Your task: Every entry that follows should be written out again exactly.

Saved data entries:
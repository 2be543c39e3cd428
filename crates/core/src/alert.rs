use chrono::{DateTime, Utc};
use serde::{Deserialize, Serialize};

/// Alert categories emitted by the upstream fraud detectors.
#[derive(Debug, Clone, Copy, PartialEq, Eq, Hash, Serialize, Deserialize)]
#[serde(rename_all = "snake_case")]
pub enum AlertType {
    NewTransaction,
    FraudDetected,
    HighRiskTransaction,
    UnusualPattern,
    MerchantAlert,
    VelocityBreach,
}

/// Canonical fraud alert. Immutable once constructed: routing and queueing
/// attach their own bookkeeping in wrappers, never here.
#[derive(Debug, Clone, Serialize, Deserialize)]
#[serde(rename_all = "camelCase")]
pub struct Alert {
    pub alert_type: AlertType,
    #[serde(default = "Utc::now")]
    pub timestamp: DateTime<Utc>,
    #[serde(default)]
    pub transaction_id: String,
    #[serde(default)]
    pub card_token: String,
    pub immediate: ImmediateDetails,
    pub verification: VerificationDetails,
    pub intelligence: IntelligenceDetails,
    #[serde(default, skip_serializing_if = "Option::is_none")]
    pub risk_score: Option<f64>,
}

/// What happened, formatted for immediate display.
#[derive(Debug, Clone, Default, Serialize, Deserialize)]
#[serde(rename_all = "camelCase", default)]
pub struct ImmediateDetails {
    pub amount: String,
    pub merchant: String,
    pub location: String,
    pub status: String,
    pub network: String,
    pub network_transaction_id: String,
}

/// Reference fields an agent can use to verify the transaction upstream.
#[derive(Debug, Clone, Default, Serialize, Deserialize)]
#[serde(rename_all = "camelCase", default)]
pub struct VerificationDetails {
    pub mcc_code: String,
    pub merchant_type: String,
    pub merchant_category: String,
    pub authorization_code: String,
    pub retrieval_reference: String,
}

/// Context signals derived by the detectors.
#[derive(Debug, Clone, Default, Serialize, Deserialize)]
#[serde(rename_all = "camelCase", default)]
pub struct IntelligenceDetails {
    pub is_first_transaction: bool,
    pub merchant_history: String,
    pub geographic_pattern: String,
}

Your solution:
repository 2be543c39e3cd428
filename crates/core/src/alert.rs
use chrono::{DateTime, Utc};
use serde::{Deserialize, Serialize};

/// Alert categories emitted by the upstream fraud detectors.
#[derive(Debug, Clone, Copy, PartialEq, Eq, Hash, Serialize, Deserialize)]
#[serde(rename_all = "snake_case")]
pub enum AlertType {
    NewTransaction,
    FraudDetected,
    HighRiskTransaction,
    UnusualPattern,
    MerchantAlert,
    VelocityBreach,
}

/// Canonical fraud alert. Immutable once constructed: routing and queueing
/// attach their own bookkeeping in wrappers, never here.
#[derive(Debug, Clone, Serialize, Deserialize)]
#[serde(rename_all = "camelCase")]
pub struct Alert {
    pub alert_type: AlertType,
    #[serde(default = "Utc::now")]
    pub timestamp: DateTime<Utc>,
    #[serde(default)]
    pub transaction_id: String,
    #[serde(default)]
    pub card_token: String,
    pub immediate: ImmediateDetails,
    pub verification: VerificationDetails,
    pub intelligence: IntelligenceDetails,
    #[serde(default, skip_serializing_if = "Option::is_none")]
    pub risk_score: Option<f64>,
}

/// What happened, formatted for immediate display.
#[derive(Debug, Clone, Default, Serialize, Deserialize)]
#[serde(rename_all = "camelCase", default)]
pub struct ImmediateDetails {
    pub amount: String,
    pub merchant: String,
    pub location: String,
    pub status: String,
    pub network: String,
    pub network_transaction_id: String,
}

/// Reference fields an agent can use to verify the transaction upstream.
#[derive(Debug, Clone, Default, Serialize, Deserialize)]
#[serde(rename_all = "camelCase", default)]
pub struct VerificationDetails {
    pub mcc_code: String,
    pub merchant_type: String,
    pub merchant_category: String,
    pub authorization_code: String,
    pub retrieval_reference: String,
}

/// Context signals derived by the detectors.
#[derive(Debug, Clone, Default, Serialize, Deserialize)]
#[serde(rename_all = "camelCase", default)]
pub struct IntelligenceDetails {
    pub is_first_transaction: bool,
    pub merchant_history: String,
    pub geographic_pattern: String,
}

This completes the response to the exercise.